### [Dataset]

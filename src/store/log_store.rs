//! Bounded in-memory store for reconstructed events.

use chrono::Utc;
use tokio::sync::RwLock;

use crate::hub::{ChangeHub, LogChannel};

use super::records::{ConsoleLogRecord, NetworkLogRecord, NetworkUpdate};
use super::ring::RingBuffer;

/// Console history capacity.
pub const CONSOLE_CAPACITY: usize = 5000;

/// Network history capacity.
pub const NETWORK_CAPACITY: usize = 2000;

#[derive(Debug)]
struct Buffers {
    console: RingBuffer<ConsoleLogRecord>,
    network: RingBuffer<NetworkLogRecord>,
}

/// Event store: two independent bounded buffers plus the change hub.
///
/// All mutation goes through a single write lock, so two files tailing
/// updates for the same network id cannot interleave a merge, and readers
/// never observe a half-merged record.
#[derive(Debug)]
pub struct LogStore {
    buffers: RwLock<Buffers>,
    hub: ChangeHub,
}

impl LogStore {
    #[must_use]
    pub fn new() -> Self {
        Self::with_capacities(CONSOLE_CAPACITY, NETWORK_CAPACITY)
    }

    #[must_use]
    pub fn with_capacities(console: usize, network: usize) -> Self {
        Self {
            buffers: RwLock::new(Buffers {
                console: RingBuffer::new(console),
                network: RingBuffer::new(network),
            }),
            hub: ChangeHub::new(),
        }
    }

    /// The hub signalled on every mutation.
    #[must_use]
    pub fn hub(&self) -> &ChangeHub {
        &self.hub
    }

    /// Append a console record, evicting the oldest on overflow.
    pub async fn append_console(&self, record: ConsoleLogRecord) {
        {
            let mut buffers = self.buffers.write().await;
            if buffers.console.push(record).is_some() {
                tracing::trace!("Console buffer full, evicted oldest record");
            }
        }
        self.hub.notify(LogChannel::Console);
    }

    /// Insert or merge a partial network update, keyed by its id.
    ///
    /// An update matching an existing record merges into it. An unmatched
    /// update with a `url` starts a new exchange record; one without a `url`
    /// is a stray fragment (possibly for an already-evicted exchange) and is
    /// dropped. Returns whether the store mutated.
    ///
    /// Eviction on overflow is strictly FIFO and may discard an exchange
    /// that is still pending; its late fragments are then dropped by the
    /// `url` rule above rather than resurrecting a partial record.
    pub async fn upsert_network(
        &self,
        update: NetworkUpdate,
        fallback_session: Option<&str>,
    ) -> bool {
        let Some(id) = update.id.clone() else {
            return false;
        };

        {
            let mut buffers = self.buffers.write().await;
            let has_existing = buffers.network.iter().any(|record| record.id == id);
            if has_existing {
                if let Some(existing) =
                    buffers.network.iter_mut().find(|record| record.id == id)
                {
                    existing.apply(update, fallback_session);
                }
            } else if let Some(url) = update.url.clone() {
                let timestamp = update.timestamp.unwrap_or_else(Utc::now);
                let mut record = NetworkLogRecord::new(id, url, timestamp);
                record.apply(update, fallback_session);
                if buffers.network.push(record).is_some() {
                    tracing::trace!("Network buffer full, evicted oldest record");
                }
            } else {
                tracing::debug!(id = %id, "Dropping network fragment for unknown exchange");
                return false;
            }
        }
        self.hub.notify(LogChannel::Network);
        true
    }

    /// Ordered console history, oldest to newest.
    pub async fn console_snapshot(&self) -> Vec<ConsoleLogRecord> {
        self.buffers.read().await.console.snapshot()
    }

    /// Ordered network history, oldest to newest.
    pub async fn network_snapshot(&self) -> Vec<NetworkLogRecord> {
        self.buffers.read().await.network.snapshot()
    }

    pub async fn console_len(&self) -> usize {
        self.buffers.read().await.console.len()
    }

    pub async fn network_len(&self) -> usize {
        self.buffers.read().await.network.len()
    }
}

impl Default for LogStore {
    fn default() -> Self {
        Self::new()
    }
}

#[cfg(test)]
mod tests {
    use super::*;
    use crate::store::records::ConsoleKind;

    fn console_record(content: &str) -> ConsoleLogRecord {
        ConsoleLogRecord {
            id: uuid::Uuid::new_v4().to_string(),
            session_id: Some("s1".to_string()),
            kind: ConsoleKind::Log,
            content: content.to_string(),
            timestamp: Utc::now(),
        }
    }

    fn network_update(json: &str) -> NetworkUpdate {
        serde_json::from_str(json).unwrap()
    }

    #[tokio::test]
    async fn test_append_console_and_snapshot_order() {
        let store = LogStore::new();
        store.append_console(console_record("first")).await;
        store.append_console(console_record("second")).await;

        let snapshot = store.console_snapshot().await;
        assert_eq!(snapshot.len(), 2);
        assert_eq!(snapshot[0].content, "first");
        assert_eq!(snapshot[1].content, "second");
    }

    #[tokio::test]
    async fn test_console_eviction_at_capacity() {
        let store = LogStore::with_capacities(3, 3);
        for i in 0..4 {
            store.append_console(console_record(&format!("line-{i}"))).await;
        }

        let snapshot = store.console_snapshot().await;
        assert_eq!(snapshot.len(), 3);
        assert_eq!(snapshot[0].content, "line-1");
        assert_eq!(snapshot[2].content, "line-3");
    }

    #[tokio::test]
    async fn test_upsert_inserts_then_merges() {
        let store = LogStore::new();

        let inserted = store
            .upsert_network(
                network_update(r#"{"id":"a","url":"http://x","pending":true}"#),
                Some("s1"),
            )
            .await;
        assert!(inserted);

        store
            .upsert_network(network_update(r#"{"id":"a","response":{"status":200}}"#), None)
            .await;
        store
            .upsert_network(
                network_update(r#"{"id":"a","response":{"durationMs":12}}"#),
                None,
            )
            .await;

        let snapshot = store.network_snapshot().await;
        assert_eq!(snapshot.len(), 1);
        let record = &snapshot[0];
        assert_eq!(record.url, "http://x");
        assert!(!record.pending);
        assert_eq!(record.session_id.as_deref(), Some("s1"));
        let response = record.response.as_ref().unwrap();
        assert_eq!(response.status, Some(200));
        assert_eq!(response.duration_ms, Some(12));
    }

    #[tokio::test]
    async fn test_upsert_drops_fragment_without_url_or_match() {
        let store = LogStore::new();

        let mutated = store
            .upsert_network(
                network_update(r#"{"id":"ghost","response":{"status":500}}"#),
                None,
            )
            .await;

        assert!(!mutated);
        assert!(store.network_snapshot().await.is_empty());
    }

    #[tokio::test]
    async fn test_upsert_drops_update_without_id() {
        let store = LogStore::new();

        let mutated = store
            .upsert_network(network_update(r#"{"url":"http://x"}"#), None)
            .await;

        assert!(!mutated);
        assert!(store.network_snapshot().await.is_empty());
    }

    #[tokio::test]
    async fn test_mutations_signal_the_hub() {
        use crate::hub::LogChannel;

        let store = LogStore::new();
        let mut console = store.hub().subscribe(LogChannel::Console);
        let mut network = store.hub().subscribe(LogChannel::Network);

        store.append_console(console_record("hello")).await;
        assert!(console.changed().await.is_ok());
        assert!(!network.has_changed().unwrap());

        store
            .upsert_network(network_update(r#"{"id":"a","url":"http://x"}"#), None)
            .await;
        assert!(network.changed().await.is_ok());
    }

    #[tokio::test]
    async fn test_dropped_update_does_not_signal() {
        use crate::hub::LogChannel;

        let store = LogStore::new();
        let network = store.hub().subscribe(LogChannel::Network);

        store
            .upsert_network(network_update(r#"{"id":"ghost","error":"x"}"#), None)
            .await;

        assert!(!network.has_changed().unwrap());
    }
}
//! HTTP query surface for live viewers.

mod api;
mod error;
mod handlers;
mod viewer;

pub use api::StatusResponse;
pub use error::ServerError;
pub use handlers::AppState;
pub use viewer::{BoundServer, ServerConfig, ViewerServer, DEFAULT_PORT, PORT_RETRY_LIMIT};
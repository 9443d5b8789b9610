//! Anytime optimisation over a built model.
//!
//! The driver repeatedly asks the oracle for a model, records it, and then
//! appends `objective < found` to the session. Each oracle call gets whatever
//! is left of the solving budget. The search ends when the tightened formula
//! is unsatisfiable, the oracle gives up, or the budget is spent.

use std::fmt;
use std::time::Duration;

use courier_core::SolveError;
use rustsat::types::Lit;

use crate::bits::{BitVec, from_bits, less_than};
use crate::{Deadline, McpModel, Oracle, OracleAnswer, Session};

/// Where the optimisation loop stands.
#[derive(Debug, Clone, Copy, PartialEq, Eq)]
pub enum SearchState {
    /// Waiting for the next oracle answer.
    Searching,
    /// The last answer improved the incumbent.
    ImprovedFound,
    /// The tightened formula is unsatisfiable; the incumbent, if any, is
    /// optimal.
    Exhausted,
    /// The budget ran out or the oracle gave up.
    TimedOut,
}

impl fmt::Display for SearchState {
    fn fmt(&self, f: &mut fmt::Formatter<'_>) -> fmt::Result {
        f.write_str(match self {
            Self::Searching => "searching",
            Self::ImprovedFound => "improved",
            Self::Exhausted => "exhausted",
            Self::TimedOut => "timed out",
        })
    }
}

/// Best solution seen so far, read back from an oracle model.
#[derive(Debug, Clone, PartialEq, Eq)]
pub struct Incumbent {
    /// Objective value.
    pub objective: u64,
    /// `assignment[c][i]`.
    pub assignment: Vec<Vec<bool>>,
    /// `precedence[i][j]`.
    pub precedence: Vec<Vec<bool>>,
}

/// What the optimisation loop achieved.
#[derive(Debug, Clone, PartialEq, Eq)]
pub struct SearchReport {
    /// Terminal state, either [`SearchState::Exhausted`] or
    /// [`SearchState::TimedOut`].
    pub state: SearchState,
    /// Best incumbent found.
    pub best: Option<Incumbent>,
    /// Objective of every incumbent in discovery order; strictly decreasing.
    pub improvements: Vec<u64>,
    /// Oracle calls made.
    pub iterations: usize,
    /// Time spent in the loop.
    pub elapsed: Duration,
}

/// Minimise the objective of `model` within `budget`.
///
/// Clauses appended to `session` since the last call are forwarded before
/// each oracle query, so the same oracle can be reused across calls on one
/// session.
///
/// # Errors
///
/// Propagates oracle failures and [`SolveError::WidthOverflow`] should an
/// objective not fit its own width.
pub fn optimise<O: Oracle + ?Sized>(
    session: &mut Session,
    model: &McpModel,
    oracle: &mut O,
    budget: Duration,
) -> Result<SearchReport, SolveError> {
    let deadline = Deadline::new(budget);
    let objective = model.objective();
    let mut forwarded = 0;
    let mut state = SearchState::Searching;
    let mut best = None;
    let mut improvements = Vec::new();
    let mut iterations = 0;

    while state == SearchState::Searching {
        if deadline.expired() {
            state = transition(state, SearchState::TimedOut);
            break;
        }
        forwarded = forward(session, oracle, forwarded)?;
        iterations += 1;
        match oracle.solve(&[], deadline.remaining())? {
            OracleAnswer::Sat => {
                let incumbent = read_incumbent(oracle, model)?;
                log::info!(
                    "iteration {iterations}: objective {} after {:?}",
                    incumbent.objective,
                    deadline.elapsed()
                );
                let bound = BitVec::constant(incumbent.objective, model.widths.distance)?;
                session.assert(&less_than(&objective, &bound));
                improvements.push(incumbent.objective);
                best = Some(incumbent);
                state = transition(state, SearchState::ImprovedFound);
                state = transition(state, SearchState::Searching);
            }
            OracleAnswer::Unsat => state = transition(state, SearchState::Exhausted),
            OracleAnswer::Unknown => state = transition(state, SearchState::TimedOut),
        }
    }

    Ok(SearchReport {
        state,
        best,
        improvements,
        iterations,
        elapsed: deadline.elapsed(),
    })
}

fn transition(from: SearchState, to: SearchState) -> SearchState {
    log::debug!("search state {from} -> {to}");
    to
}

/// Send clauses past `forwarded` to the oracle; returns the new count.
fn forward<O: Oracle + ?Sized>(
    session: &Session,
    oracle: &mut O,
    forwarded: usize,
) -> Result<usize, SolveError> {
    let mut count = forwarded;
    for clause in session.clauses_from(forwarded) {
        oracle.add_clause(clause)?;
        count += 1;
    }
    Ok(count)
}

fn read_lits<O: Oracle + ?Sized>(oracle: &O, lits: &[Lit]) -> Result<Vec<bool>, SolveError> {
    lits.iter().map(|lit| oracle.value(*lit)).collect()
}

fn read_incumbent<O: Oracle + ?Sized>(
    oracle: &O,
    model: &McpModel,
) -> Result<Incumbent, SolveError> {
    let objective = from_bits(&read_lits(oracle, &model.max_distance)?);
    let assignment = model
        .assignment
        .iter()
        .map(|row| read_lits(oracle, row))
        .collect::<Result<_, _>>()?;
    let precedence = model
        .precedence
        .iter()
        .map(|row| read_lits(oracle, row))
        .collect::<Result<_, _>>()?;
    Ok(Incumbent {
        objective,
        assignment,
        precedence,
    })
}
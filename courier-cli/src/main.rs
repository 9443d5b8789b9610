//! Entry point for the command-line interface.
#![forbid(unsafe_code)]

use courier_cli::CliError;

#[expect(
    clippy::print_stderr,
    reason = "the binary reports fatal errors on standard error"
)]
fn main() {
    if let Err(err) = courier_cli::run() {
        if let CliError::ArgumentParsing(clap_err) = &err {
            clap_err.exit();
        }
        eprintln!("courier: {err}");
        std::process::exit(1);
    }
}
//! Flat result record written by collaborators such as the CLI.

#[cfg(feature = "serde")]
use serde::{Deserialize, Serialize};

use crate::{Route, SolveResponse};

/// Summary of a solve run in the course result format.
///
/// Routes in `sol` are numbered from one. `obj` is `None` when no solution is
/// known; `optimal` is true for proven optima and for proven infeasibility.
///
/// # Examples
/// ```
/// use courier_core::{Diagnostics, SolveReport, SolveResponse, SolveStatus};
///
/// let response = SolveResponse {
///     status: SolveStatus::Unknown,
///     solution: None,
///     diagnostics: Diagnostics::default(),
/// };
/// let report = SolveReport::from(&response);
/// assert_eq!(report.obj, None);
/// assert!(report.sol.is_empty());
/// ```
#[derive(Debug, Clone, PartialEq, Eq)]
#[cfg_attr(feature = "serde", derive(Serialize, Deserialize))]
pub struct SolveReport {
    /// Elapsed wall-clock time, rounded up to whole seconds.
    pub time: u64,
    /// Whether the search completed.
    pub optimal: bool,
    /// Objective value of the best solution, if any.
    pub obj: Option<u64>,
    /// One-based item sequence per courier.
    pub sol: Vec<Vec<usize>>,
}

impl From<&SolveResponse> for SolveReport {
    fn from(response: &SolveResponse) -> Self {
        let elapsed = response.elapsed();
        let time = elapsed.as_secs() + u64::from(elapsed.subsec_nanos() > 0);
        let sol = response
            .solution
            .as_ref()
            .map(|solution| solution.routes.iter().map(Route::one_based).collect())
            .unwrap_or_default();
        Self {
            time,
            optimal: response.status.is_proven(),
            obj: response.objective(),
            sol,
        }
    }
}
//! Wall-clock budgets and results that may have been cut short by one.

use std::time::{Duration, Instant};

/// A wall-clock budget measured from a fixed start instant.
///
/// # Examples
/// ```
/// use std::time::Duration;
/// use courier_solver_sat::Deadline;
///
/// let deadline = Deadline::new(Duration::ZERO);
/// assert!(deadline.expired());
/// assert_eq!(deadline.remaining(), Duration::ZERO);
/// ```
#[derive(Debug, Clone, Copy, PartialEq, Eq)]
pub struct Deadline {
    started: Instant,
    budget: Duration,
}

impl Deadline {
    /// Start a budget now.
    pub fn new(budget: Duration) -> Self {
        Self::starting_at(Instant::now(), budget)
    }

    /// Start a budget at an explicit instant.
    pub const fn starting_at(started: Instant, budget: Duration) -> Self {
        Self { started, budget }
    }

    /// Total budget.
    pub const fn budget(&self) -> Duration {
        self.budget
    }

    /// Time spent since the budget started.
    pub fn elapsed(&self) -> Duration {
        self.started.elapsed()
    }

    /// Whether the budget is used up.
    pub fn expired(&self) -> bool {
        self.elapsed() >= self.budget
    }

    /// Budget left, clipped at zero.
    pub fn remaining(&self) -> Duration {
        self.budget.saturating_sub(self.elapsed())
    }
}

/// Outcome of a budgeted computation.
#[derive(Debug, Clone, PartialEq, Eq)]
pub enum Progress<T> {
    /// The computation ran to completion.
    Complete(T),
    /// The budget ran out; `value` holds whatever was built so far.
    Partial {
        /// Work completed before the budget expired.
        value: T,
        /// Time spent when the cut-off was noticed.
        elapsed: Duration,
    },
}

impl<T> Progress<T> {
    /// Whether the computation ran to completion.
    pub const fn is_complete(&self) -> bool {
        matches!(self, Self::Complete(_))
    }

    /// Borrow the carried value.
    pub const fn value(&self) -> &T {
        match self {
            Self::Complete(value) | Self::Partial { value, .. } => value,
        }
    }

    /// Take the carried value, complete or not.
    pub fn into_value(self) -> T {
        match self {
            Self::Complete(value) | Self::Partial { value, .. } => value,
        }
    }

    /// Transform the carried value, keeping completeness.
    pub fn map<U>(self, f: impl FnOnce(T) -> U) -> Progress<U> {
        match self {
            Self::Complete(value) => Progress::Complete(f(value)),
            Self::Partial { value, elapsed } => Progress::Partial {
                value: f(value),
                elapsed,
            },
        }
    }
}
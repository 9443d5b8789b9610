//! Property-based tests for the propositional building blocks.
//!
//! # Invariants tested
//!
//! - **Bit round-trip:** `from_bits(to_bits(v, L)) == v` whenever `v < 2^L`,
//!   and `to_bits` refuses values that do not fit.
//! - **Comparators:** `less_than`, `less_or_equal` and `equal` agree with
//!   integer comparison for widths 1 to 16, including mixed widths.
//! - **Adder:** a satisfying model of `add` holds `a + b` whenever it fits the
//!   width, and the constraint is unsatisfiable when it does not.
//! - **Cardinality:** for every strategy and up to twelve inputs, the
//!   at-most-one encoding admits exactly the assignments with at most one true
//!   input, and the counting constraints admit exactly the assignments with
//!   the requested count.


use std::time::Duration;

use courier_solver_sat::bits::{BitVec, add, equal, from_bits, less_or_equal, less_than, to_bits};
use courier_solver_sat::{CadicalOracle, CardinalityStrategy, Deadline, Session};
use proptest::prelude::*;
use rstest::rstest;
use rustsat::types::Lit;

use proptest_support::{assumptions, bits_of, load_session, model_value, satisfiable, valuation};

fn session() -> Session {
    Session::new(Deadline::new(Duration::from_secs(60)))
}

fn mask(width: usize) -> u64 {
    if width >= 64 { u64::MAX } else { (1 << width) - 1 }
}

fn fresh_vector(session: &mut Session, width: usize) -> (Vec<Lit>, BitVec) {
    let lits: Vec<Lit> = (0..width).map(|_| session.fresh()).collect();
    let vector = BitVec::from_lits(lits.iter().copied());
    (lits, vector)
}

proptest! {
    #![proptest_config(ProptestConfig::with_cases(256))]

    /// Property: conversion to bits and back is lossless.
    #[test]
    fn bits_round_trip(raw in any::<u64>(), width in 1_usize..=64) {
        let value = raw & mask(width);
        let bits = to_bits(value, width).expect("masked value fits");
        prop_assert_eq!(bits.len(), width);
        prop_assert_eq!(from_bits(&bits), value);
    }

    /// Property: values wider than the requested width are refused.
    #[test]
    fn oversized_values_are_refused(raw in any::<u64>(), width in 1_usize..64) {
        let value = raw | (1 << width);
        prop_assert!(to_bits(value, width).is_err());
    }

    /// Property: comparator formulas match integer comparison.
    #[test]
    fn comparators_match_integers(
        a_width in 1_usize..=16,
        b_width in 1_usize..=16,
        a_raw in any::<u64>(),
        b_raw in any::<u64>(),
    ) {
        let (a, b) = (a_raw & mask(a_width), b_raw & mask(b_width));
        let mut session = session();
        let (a_lits, a_vec) = fresh_vector(&mut session, a_width);
        let (b_lits, b_vec) = fresh_vector(&mut session, b_width);
        let lits: Vec<Lit> = a_lits.into_iter().chain(b_lits).collect();
        let values: Vec<bool> = bits_of(a, a_width).into_iter().chain(bits_of(b, b_width)).collect();
        let valuation = valuation(lits, values);

        prop_assert_eq!(a_vec.value_in(&valuation), a);
        prop_assert_eq!(less_than(&a_vec, &b_vec).eval(&valuation), a < b);
        prop_assert_eq!(less_or_equal(&a_vec, &b_vec).eval(&valuation), a <= b);
        prop_assert_eq!(equal(&a_vec, &b_vec).eval(&valuation), a == b);
    }

    /// Property: constant comparisons fold to the right constant.
    #[test]
    fn constant_comparisons_fold(a in 0_u64..1024, b in 0_u64..1024) {
        let a_vec = BitVec::constant(a, 10).expect("fits");
        let b_vec = BitVec::constant(b, 10).expect("fits");
        prop_assert_eq!(less_than(&a_vec, &b_vec).as_const(), Some(a < b));
        prop_assert_eq!(equal(&a_vec, &b_vec).as_const(), Some(a == b));
    }

    /// Property: the adder computes `a + b` or is unsatisfiable on overflow.
    #[test]
    fn adder_matches_integer_addition(width in 1_usize..=8, a_raw in any::<u64>(), b_raw in any::<u64>()) {
        let (a, b) = (a_raw & mask(width), b_raw & mask(width));
        let mut session = session();
        let (a_lits, a_vec) = fresh_vector(&mut session, width);
        let (b_lits, b_vec) = fresh_vector(&mut session, width);
        let sum = add(&mut session, &a_vec, &b_vec, width);
        session.assert(&sum.constraint);
        let mut oracle = CadicalOracle::new();
        load_session(&session, &mut oracle);

        let mut fixed = assumptions(&a_lits, &bits_of(a, width));
        fixed.extend(assumptions(&b_lits, &bits_of(b, width)));
        let fits = a + b <= mask(width);
        prop_assert_eq!(satisfiable(&mut oracle, &fixed), fits);
        if fits {
            let bits: Vec<bool> = sum.total.bits().iter().map(|bit| model_value(&oracle, bit)).collect();
            prop_assert_eq!(from_bits(&bits), a + b);
        }
    }

    /// Property: counting constraints admit exactly the assignments with the
    /// requested number of true inputs.
    #[test]
    fn counting_constraints_are_exact(
        strategy in proptest::sample::select(CardinalityStrategy::ALL.to_vec()),
        inputs in 0_usize..=6,
        k in 0_usize..=7,
    ) {
        let encoder = strategy.encoder();
        let mut at_most = session();
        let mut at_least = session();
        let mut exactly = session();
        let lits: Vec<Lit> = (0..inputs).map(|_| at_most.fresh()).collect();
        for other in [&mut at_least, &mut exactly] {
            for _ in 0..inputs {
                other.fresh();
            }
        }
        encoder.at_most_k(&mut at_most, &lits, k);
        encoder.at_least_k(&mut at_least, &lits, k);
        encoder.exactly_k(&mut exactly, &lits, k);
        let mut at_most_oracle = CadicalOracle::new();
        let mut at_least_oracle = CadicalOracle::new();
        let mut exactly_oracle = CadicalOracle::new();
        load_session(&at_most, &mut at_most_oracle);
        load_session(&at_least, &mut at_least_oracle);
        load_session(&exactly, &mut exactly_oracle);

        for pattern in 0_u64..(1 << inputs) {
            let values: Vec<bool> = (0..inputs).map(|bit| (pattern >> bit) & 1 == 1).collect();
            let count = values.iter().filter(|value| **value).count();
            let fixed = assumptions(&lits, &values);
            prop_assert_eq!(satisfiable(&mut at_most_oracle, &fixed), count <= k);
            prop_assert_eq!(satisfiable(&mut at_least_oracle, &fixed), count >= k);
            prop_assert_eq!(satisfiable(&mut exactly_oracle, &fixed), count == k);
        }
    }
}

/// Exhaustive at-most-one and exactly-one checks for up to twelve inputs.
#[rstest]
#[case::pairwise(CardinalityStrategy::Pairwise)]
#[case::sequential(CardinalityStrategy::Sequential)]
#[case::bitwise(CardinalityStrategy::Bitwise)]
#[case::commander(CardinalityStrategy::Commander)]
fn at_most_one_is_exact(#[case] strategy: CardinalityStrategy) {
    let encoder = strategy.encoder();
    for inputs in 0_usize..=12 {
        let mut amo = session();
        let lits: Vec<Lit> = (0..inputs).map(|_| amo.fresh()).collect();
        let mut exactly = session();
        for _ in 0..inputs {
            exactly.fresh();
        }
        encoder.at_most_one(&mut amo, &lits);
        encoder.exactly_one(&mut exactly, &lits);
        let mut amo_oracle = CadicalOracle::new();
        let mut exactly_oracle = CadicalOracle::new();
        load_session(&amo, &mut amo_oracle);
        load_session(&exactly, &mut exactly_oracle);

        for pattern in 0_u64..(1 << inputs) {
            let count = pattern.count_ones();
            let values: Vec<bool> = (0..inputs).map(|bit| (pattern >> bit) & 1 == 1).collect();
            let fixed = assumptions(&lits, &values);
            assert_eq!(
                satisfiable(&mut amo_oracle, &fixed),
                count <= 1,
                "{strategy} at-most-one with {inputs} inputs, pattern {pattern:b}"
            );
            assert_eq!(
                satisfiable(&mut exactly_oracle, &fixed),
                count == 1,
                "{strategy} exactly-one with {inputs} inputs, pattern {pattern:b}"
            );
        }
    }
}

/// Exhaustive at-most-k, at-least-k and exactly-k checks beyond the sizes the
/// property above samples.
#[rstest]
fn counting_is_exact_up_to_twelve_inputs(
    #[values(
        CardinalityStrategy::Pairwise,
        CardinalityStrategy::Sequential,
        CardinalityStrategy::Bitwise,
        CardinalityStrategy::Commander
    )]
    strategy: CardinalityStrategy,
    #[values((7, 3), (9, 4), (12, 0), (12, 2), (12, 6), (12, 11), (12, 12), (12, 13))] shape: (
        usize,
        usize,
    ),
) {
    let (inputs, k) = shape;
    let encoder = strategy.encoder();
    let mut at_most = session();
    let lits: Vec<Lit> = (0..inputs).map(|_| at_most.fresh()).collect();
    let mut at_least = session();
    let mut exactly = session();
    for other in [&mut at_least, &mut exactly] {
        for _ in 0..inputs {
            other.fresh();
        }
    }
    encoder.at_most_k(&mut at_most, &lits, k);
    encoder.at_least_k(&mut at_least, &lits, k);
    encoder.exactly_k(&mut exactly, &lits, k);
    let mut at_most_oracle = CadicalOracle::new();
    let mut at_least_oracle = CadicalOracle::new();
    let mut exactly_oracle = CadicalOracle::new();
    load_session(&at_most, &mut at_most_oracle);
    load_session(&at_least, &mut at_least_oracle);
    load_session(&exactly, &mut exactly_oracle);

    for pattern in 0_u64..(1 << inputs) {
        let values: Vec<bool> = (0..inputs).map(|bit| (pattern >> bit) & 1 == 1).collect();
        let count = values.iter().filter(|value| **value).count();
        let fixed = assumptions(&lits, &values);
        assert_eq!(
            satisfiable(&mut at_most_oracle, &fixed),
            count <= k,
            "{strategy} at-most-{k} with {inputs} inputs, pattern {pattern:b}"
        );
        assert_eq!(
            satisfiable(&mut at_least_oracle, &fixed),
            count >= k,
            "{strategy} at-least-{k} with {inputs} inputs, pattern {pattern:b}"
        );
        assert_eq!(
            satisfiable(&mut exactly_oracle, &fixed),
            count == k,
            "{strategy} exactly-{k} with {inputs} inputs, pattern {pattern:b}"
        );
    }
}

### [Aim of the task]
Would you print exactly, and only, the lines of the data above from the line with "existing.apply(update, fallback_session);" through the line with "network history, oldest to newest.", inclusive?

### [Solved problem]
                    existing.apply(update, fallback_session);
                }
            } else if let Some(url) = update.url.clone() {
                let timestamp = update.timestamp.unwrap_or_else(Utc::now);
                let mut record = NetworkLogRecord::new(id, url, timestamp);
                record.apply(update, fallback_session);
                if buffers.network.push(record).is_some() {
                    tracing::trace!("Network buffer full, evicted oldest record");
                }
            } else {
                tracing::debug!(id = %id, "Dropping network fragment for unknown exchange");
                return false;
            }
        }
        self.hub.notify(LogChannel::Network);
        true
    }

    /// Ordered console history, oldest to newest.
    pub async fn console_snapshot(&self) -> Vec<ConsoleLogRecord> {
        self.buffers.read().await.console.snapshot()
    }

    /// Ordered network history, oldest to newest.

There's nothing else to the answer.